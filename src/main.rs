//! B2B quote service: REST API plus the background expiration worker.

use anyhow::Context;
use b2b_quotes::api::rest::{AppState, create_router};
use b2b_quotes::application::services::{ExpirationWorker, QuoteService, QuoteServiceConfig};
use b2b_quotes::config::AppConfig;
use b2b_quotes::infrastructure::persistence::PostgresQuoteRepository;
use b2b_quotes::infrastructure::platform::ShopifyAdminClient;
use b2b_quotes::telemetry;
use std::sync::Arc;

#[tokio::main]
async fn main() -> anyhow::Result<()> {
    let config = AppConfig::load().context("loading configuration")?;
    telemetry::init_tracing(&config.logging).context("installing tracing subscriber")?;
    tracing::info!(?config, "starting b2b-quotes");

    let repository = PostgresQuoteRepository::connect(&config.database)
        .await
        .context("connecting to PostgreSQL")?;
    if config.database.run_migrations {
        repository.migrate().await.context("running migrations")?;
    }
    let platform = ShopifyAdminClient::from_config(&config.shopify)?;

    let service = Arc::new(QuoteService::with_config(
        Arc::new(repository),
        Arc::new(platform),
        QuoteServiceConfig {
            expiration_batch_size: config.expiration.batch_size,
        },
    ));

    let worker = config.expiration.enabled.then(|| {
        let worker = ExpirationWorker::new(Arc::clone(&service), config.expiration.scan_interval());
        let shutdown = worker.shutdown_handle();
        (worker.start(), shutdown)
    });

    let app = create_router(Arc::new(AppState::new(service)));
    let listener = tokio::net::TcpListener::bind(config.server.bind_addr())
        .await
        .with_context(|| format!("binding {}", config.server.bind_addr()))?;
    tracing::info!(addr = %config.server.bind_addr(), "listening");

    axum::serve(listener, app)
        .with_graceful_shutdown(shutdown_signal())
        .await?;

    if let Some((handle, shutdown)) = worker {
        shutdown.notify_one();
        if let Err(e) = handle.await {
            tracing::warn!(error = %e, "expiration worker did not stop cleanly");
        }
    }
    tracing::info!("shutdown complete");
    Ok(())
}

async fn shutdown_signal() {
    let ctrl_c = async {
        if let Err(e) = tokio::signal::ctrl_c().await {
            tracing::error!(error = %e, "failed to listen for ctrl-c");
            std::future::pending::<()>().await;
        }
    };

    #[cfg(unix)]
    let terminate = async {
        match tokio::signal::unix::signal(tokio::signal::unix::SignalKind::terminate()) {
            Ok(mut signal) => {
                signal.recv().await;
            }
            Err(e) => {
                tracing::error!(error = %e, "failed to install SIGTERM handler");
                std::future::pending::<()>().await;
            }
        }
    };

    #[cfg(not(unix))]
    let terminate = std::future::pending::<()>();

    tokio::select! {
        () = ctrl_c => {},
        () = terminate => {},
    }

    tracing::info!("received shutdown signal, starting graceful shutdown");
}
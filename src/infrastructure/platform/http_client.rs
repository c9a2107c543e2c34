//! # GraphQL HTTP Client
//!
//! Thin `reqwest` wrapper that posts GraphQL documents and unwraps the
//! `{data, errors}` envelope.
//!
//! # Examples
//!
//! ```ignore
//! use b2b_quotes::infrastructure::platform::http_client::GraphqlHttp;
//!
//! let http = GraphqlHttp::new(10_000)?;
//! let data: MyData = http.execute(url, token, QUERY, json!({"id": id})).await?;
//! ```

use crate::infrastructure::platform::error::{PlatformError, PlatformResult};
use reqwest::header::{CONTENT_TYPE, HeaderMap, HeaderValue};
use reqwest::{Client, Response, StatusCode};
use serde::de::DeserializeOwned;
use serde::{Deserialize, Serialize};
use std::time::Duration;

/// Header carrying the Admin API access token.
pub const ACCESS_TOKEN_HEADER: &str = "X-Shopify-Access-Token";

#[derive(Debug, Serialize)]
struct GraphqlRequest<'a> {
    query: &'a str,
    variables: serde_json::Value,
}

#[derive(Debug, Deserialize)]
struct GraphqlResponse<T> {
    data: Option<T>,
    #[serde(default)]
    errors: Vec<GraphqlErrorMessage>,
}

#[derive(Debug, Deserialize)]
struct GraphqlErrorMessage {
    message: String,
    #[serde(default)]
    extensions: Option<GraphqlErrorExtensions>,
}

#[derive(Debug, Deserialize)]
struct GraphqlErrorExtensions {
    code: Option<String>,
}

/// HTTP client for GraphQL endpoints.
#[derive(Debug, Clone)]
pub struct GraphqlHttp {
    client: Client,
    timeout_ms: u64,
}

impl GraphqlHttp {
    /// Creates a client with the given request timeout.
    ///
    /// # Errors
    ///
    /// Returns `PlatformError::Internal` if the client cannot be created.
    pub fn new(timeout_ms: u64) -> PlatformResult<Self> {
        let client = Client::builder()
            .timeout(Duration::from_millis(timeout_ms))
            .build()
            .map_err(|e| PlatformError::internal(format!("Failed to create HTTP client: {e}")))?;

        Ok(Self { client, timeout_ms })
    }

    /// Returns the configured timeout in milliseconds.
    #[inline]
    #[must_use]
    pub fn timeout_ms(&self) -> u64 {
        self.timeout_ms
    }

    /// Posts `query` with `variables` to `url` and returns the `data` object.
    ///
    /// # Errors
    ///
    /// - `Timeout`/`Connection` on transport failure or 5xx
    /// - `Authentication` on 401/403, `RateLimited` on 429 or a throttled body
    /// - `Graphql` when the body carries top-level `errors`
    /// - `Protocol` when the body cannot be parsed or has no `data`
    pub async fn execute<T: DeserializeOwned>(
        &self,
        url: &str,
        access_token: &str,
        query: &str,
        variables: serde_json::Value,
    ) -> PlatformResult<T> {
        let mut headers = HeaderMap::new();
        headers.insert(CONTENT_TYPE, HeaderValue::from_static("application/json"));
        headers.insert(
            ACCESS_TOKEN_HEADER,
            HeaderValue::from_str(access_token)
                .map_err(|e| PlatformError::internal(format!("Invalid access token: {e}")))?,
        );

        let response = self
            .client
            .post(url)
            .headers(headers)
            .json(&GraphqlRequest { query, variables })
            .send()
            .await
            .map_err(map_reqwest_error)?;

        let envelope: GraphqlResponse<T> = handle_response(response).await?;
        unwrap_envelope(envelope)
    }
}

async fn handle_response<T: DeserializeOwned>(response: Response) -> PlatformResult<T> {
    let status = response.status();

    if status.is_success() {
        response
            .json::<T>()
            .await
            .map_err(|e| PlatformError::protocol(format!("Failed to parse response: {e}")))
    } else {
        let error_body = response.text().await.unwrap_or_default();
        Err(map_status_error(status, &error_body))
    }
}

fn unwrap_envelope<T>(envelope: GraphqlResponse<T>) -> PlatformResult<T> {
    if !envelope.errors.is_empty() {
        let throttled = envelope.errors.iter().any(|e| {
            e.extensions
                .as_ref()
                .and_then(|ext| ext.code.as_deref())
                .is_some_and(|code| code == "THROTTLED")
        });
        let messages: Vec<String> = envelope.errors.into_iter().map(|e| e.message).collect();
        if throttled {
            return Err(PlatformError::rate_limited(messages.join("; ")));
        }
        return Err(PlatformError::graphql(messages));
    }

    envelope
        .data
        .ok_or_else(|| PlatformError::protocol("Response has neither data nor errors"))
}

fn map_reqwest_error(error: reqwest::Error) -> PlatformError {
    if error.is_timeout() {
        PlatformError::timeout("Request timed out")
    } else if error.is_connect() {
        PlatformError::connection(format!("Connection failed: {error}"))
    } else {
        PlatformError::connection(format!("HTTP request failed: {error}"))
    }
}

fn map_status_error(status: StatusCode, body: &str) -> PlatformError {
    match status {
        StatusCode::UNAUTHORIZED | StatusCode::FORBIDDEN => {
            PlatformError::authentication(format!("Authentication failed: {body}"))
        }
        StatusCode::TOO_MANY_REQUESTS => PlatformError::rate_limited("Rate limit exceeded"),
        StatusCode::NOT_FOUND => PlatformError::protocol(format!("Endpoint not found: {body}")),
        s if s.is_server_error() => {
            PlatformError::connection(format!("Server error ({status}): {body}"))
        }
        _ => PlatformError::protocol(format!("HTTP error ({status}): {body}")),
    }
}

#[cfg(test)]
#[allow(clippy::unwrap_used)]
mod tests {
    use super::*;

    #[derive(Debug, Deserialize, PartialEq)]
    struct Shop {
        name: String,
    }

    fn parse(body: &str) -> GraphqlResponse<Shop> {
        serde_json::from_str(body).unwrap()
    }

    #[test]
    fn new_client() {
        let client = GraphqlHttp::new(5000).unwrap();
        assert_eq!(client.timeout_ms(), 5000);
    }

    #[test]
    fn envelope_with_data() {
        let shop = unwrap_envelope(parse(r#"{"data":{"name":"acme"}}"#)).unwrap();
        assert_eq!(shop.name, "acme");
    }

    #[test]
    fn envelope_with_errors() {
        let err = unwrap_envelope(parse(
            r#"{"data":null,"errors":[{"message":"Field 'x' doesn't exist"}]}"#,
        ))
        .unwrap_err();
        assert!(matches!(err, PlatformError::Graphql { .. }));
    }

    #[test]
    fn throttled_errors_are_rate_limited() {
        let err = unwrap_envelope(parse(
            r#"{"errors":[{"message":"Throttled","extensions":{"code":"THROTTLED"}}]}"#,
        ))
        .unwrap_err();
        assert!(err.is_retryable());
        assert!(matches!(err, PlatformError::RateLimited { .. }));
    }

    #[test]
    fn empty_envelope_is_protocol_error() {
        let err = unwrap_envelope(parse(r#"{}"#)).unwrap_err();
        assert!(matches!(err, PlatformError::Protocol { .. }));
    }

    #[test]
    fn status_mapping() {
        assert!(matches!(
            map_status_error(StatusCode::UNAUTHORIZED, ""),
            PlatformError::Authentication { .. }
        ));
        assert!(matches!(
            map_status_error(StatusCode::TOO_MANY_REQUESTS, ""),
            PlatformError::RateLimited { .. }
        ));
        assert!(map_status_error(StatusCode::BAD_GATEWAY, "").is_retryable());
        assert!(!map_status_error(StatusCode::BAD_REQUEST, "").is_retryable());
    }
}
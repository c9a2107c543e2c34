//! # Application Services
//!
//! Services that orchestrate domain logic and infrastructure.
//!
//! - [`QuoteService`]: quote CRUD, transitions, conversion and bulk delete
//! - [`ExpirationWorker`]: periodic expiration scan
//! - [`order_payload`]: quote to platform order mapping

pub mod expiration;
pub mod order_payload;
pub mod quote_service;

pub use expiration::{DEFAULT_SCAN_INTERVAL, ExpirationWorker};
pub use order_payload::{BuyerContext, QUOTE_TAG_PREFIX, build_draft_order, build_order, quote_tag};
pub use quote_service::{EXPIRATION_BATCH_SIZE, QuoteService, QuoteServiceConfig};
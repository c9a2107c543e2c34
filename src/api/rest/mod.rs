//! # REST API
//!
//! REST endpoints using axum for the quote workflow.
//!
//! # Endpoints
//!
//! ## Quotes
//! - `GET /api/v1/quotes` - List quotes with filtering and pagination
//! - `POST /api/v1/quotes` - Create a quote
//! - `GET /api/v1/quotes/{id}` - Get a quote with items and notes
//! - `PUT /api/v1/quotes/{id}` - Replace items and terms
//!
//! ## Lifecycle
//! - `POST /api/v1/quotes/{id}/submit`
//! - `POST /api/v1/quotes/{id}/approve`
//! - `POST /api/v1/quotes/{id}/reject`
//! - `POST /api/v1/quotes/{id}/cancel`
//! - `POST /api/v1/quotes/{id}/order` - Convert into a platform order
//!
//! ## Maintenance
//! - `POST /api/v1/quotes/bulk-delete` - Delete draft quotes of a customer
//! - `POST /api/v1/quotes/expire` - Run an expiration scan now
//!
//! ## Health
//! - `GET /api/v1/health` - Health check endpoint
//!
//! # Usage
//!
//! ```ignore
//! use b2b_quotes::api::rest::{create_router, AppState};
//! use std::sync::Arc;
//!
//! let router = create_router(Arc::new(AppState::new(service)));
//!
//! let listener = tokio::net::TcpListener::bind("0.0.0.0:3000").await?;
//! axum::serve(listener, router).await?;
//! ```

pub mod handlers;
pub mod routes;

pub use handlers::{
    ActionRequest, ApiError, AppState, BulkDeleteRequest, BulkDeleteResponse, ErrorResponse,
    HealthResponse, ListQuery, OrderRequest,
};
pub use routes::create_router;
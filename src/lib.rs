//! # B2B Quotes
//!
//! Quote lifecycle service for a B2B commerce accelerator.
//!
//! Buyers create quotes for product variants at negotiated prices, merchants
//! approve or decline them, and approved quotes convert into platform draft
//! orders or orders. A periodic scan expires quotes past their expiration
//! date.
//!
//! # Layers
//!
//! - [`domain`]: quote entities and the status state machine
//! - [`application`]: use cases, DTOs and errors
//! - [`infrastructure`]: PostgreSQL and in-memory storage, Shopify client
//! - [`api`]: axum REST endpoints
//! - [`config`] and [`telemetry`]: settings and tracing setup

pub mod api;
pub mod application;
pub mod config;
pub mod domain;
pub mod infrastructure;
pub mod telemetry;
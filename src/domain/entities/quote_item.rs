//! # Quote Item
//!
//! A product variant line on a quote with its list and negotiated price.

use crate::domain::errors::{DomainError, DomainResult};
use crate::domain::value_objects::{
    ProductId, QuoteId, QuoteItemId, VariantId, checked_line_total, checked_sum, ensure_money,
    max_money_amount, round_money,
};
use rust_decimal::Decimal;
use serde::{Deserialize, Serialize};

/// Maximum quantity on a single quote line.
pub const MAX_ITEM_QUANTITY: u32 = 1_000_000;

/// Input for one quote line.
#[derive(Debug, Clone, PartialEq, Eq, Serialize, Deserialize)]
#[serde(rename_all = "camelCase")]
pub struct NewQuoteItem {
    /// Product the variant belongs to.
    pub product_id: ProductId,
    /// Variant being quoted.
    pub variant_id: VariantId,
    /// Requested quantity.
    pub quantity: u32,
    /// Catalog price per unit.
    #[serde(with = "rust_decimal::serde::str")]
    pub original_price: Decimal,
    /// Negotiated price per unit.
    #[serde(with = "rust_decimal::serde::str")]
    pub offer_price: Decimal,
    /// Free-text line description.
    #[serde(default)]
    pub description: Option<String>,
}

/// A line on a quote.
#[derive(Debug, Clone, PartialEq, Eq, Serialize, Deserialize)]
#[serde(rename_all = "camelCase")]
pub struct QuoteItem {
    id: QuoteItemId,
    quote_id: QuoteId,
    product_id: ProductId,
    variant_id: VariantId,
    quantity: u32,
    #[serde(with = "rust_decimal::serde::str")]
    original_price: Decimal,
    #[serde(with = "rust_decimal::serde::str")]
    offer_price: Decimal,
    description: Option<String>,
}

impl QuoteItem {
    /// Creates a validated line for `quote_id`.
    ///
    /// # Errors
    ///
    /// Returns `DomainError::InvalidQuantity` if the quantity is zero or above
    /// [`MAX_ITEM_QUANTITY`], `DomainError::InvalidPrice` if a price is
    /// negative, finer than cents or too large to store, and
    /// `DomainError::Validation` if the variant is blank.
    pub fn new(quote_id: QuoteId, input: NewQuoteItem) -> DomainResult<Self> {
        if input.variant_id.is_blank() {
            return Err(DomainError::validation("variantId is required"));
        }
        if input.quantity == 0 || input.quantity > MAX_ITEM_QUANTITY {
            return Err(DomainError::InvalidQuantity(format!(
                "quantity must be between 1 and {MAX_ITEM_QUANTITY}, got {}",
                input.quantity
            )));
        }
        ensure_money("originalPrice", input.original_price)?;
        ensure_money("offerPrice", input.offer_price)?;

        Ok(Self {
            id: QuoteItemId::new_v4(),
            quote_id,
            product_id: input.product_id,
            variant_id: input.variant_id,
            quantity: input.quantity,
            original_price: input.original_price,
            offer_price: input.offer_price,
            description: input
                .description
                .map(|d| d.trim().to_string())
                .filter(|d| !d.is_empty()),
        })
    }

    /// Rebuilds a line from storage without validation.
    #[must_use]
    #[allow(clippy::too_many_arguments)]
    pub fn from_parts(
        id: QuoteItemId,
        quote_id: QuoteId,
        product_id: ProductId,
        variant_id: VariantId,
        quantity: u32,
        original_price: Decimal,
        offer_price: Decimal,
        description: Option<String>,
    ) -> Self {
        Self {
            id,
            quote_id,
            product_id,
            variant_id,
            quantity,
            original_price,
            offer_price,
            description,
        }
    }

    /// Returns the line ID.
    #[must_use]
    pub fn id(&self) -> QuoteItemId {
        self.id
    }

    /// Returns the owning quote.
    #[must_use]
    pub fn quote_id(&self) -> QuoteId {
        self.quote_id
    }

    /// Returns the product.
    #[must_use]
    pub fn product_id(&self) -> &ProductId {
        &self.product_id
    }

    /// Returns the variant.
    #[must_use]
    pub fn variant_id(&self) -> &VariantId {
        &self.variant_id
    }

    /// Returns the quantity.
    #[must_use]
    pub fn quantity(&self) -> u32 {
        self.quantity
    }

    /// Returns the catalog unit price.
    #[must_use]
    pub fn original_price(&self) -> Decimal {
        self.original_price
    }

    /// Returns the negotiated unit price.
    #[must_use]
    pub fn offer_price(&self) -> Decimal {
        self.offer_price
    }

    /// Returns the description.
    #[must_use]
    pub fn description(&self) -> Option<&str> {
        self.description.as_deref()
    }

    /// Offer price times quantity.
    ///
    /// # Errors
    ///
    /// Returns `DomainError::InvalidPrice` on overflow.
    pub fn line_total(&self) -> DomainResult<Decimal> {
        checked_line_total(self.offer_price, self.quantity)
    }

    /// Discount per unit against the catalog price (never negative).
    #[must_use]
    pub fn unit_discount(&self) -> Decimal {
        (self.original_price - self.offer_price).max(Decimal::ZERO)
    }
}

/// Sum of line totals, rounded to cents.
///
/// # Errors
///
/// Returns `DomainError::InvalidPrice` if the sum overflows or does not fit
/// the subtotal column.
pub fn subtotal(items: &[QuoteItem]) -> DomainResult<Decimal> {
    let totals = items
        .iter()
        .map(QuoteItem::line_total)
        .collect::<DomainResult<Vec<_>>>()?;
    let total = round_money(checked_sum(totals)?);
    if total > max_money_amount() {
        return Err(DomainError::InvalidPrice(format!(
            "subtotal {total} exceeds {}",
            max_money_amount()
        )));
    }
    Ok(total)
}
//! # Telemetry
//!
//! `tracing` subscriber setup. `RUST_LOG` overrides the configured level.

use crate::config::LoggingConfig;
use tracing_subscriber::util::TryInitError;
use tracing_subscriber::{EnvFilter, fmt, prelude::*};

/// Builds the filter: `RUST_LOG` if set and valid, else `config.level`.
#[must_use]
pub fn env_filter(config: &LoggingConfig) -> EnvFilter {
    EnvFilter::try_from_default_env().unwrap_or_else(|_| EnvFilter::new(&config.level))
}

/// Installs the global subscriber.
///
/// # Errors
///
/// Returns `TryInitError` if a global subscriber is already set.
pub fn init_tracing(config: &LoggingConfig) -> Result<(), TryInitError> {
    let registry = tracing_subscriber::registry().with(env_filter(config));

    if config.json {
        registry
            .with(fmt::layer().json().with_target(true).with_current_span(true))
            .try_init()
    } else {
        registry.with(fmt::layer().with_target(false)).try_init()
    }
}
═══
● WHAT NEEDS TO BE DONE
Write out the material above exactly, please, from its first line up to and including the line where "#[tokio::main]" appears, and stop there.

● RESPONSE BOX
filename src/main.rs
//! B2B quote service: REST API plus the background expiration worker.

use anyhow::Context;
use b2b_quotes::api::rest::{AppState, create_router};
use b2b_quotes::application::services::{ExpirationWorker, QuoteService, QuoteServiceConfig};
use b2b_quotes::config::AppConfig;
use b2b_quotes::infrastructure::persistence::PostgresQuoteRepository;
use b2b_quotes::infrastructure::platform::ShopifyAdminClient;
use b2b_quotes::telemetry;
use std::sync::Arc;

#[tokio::main]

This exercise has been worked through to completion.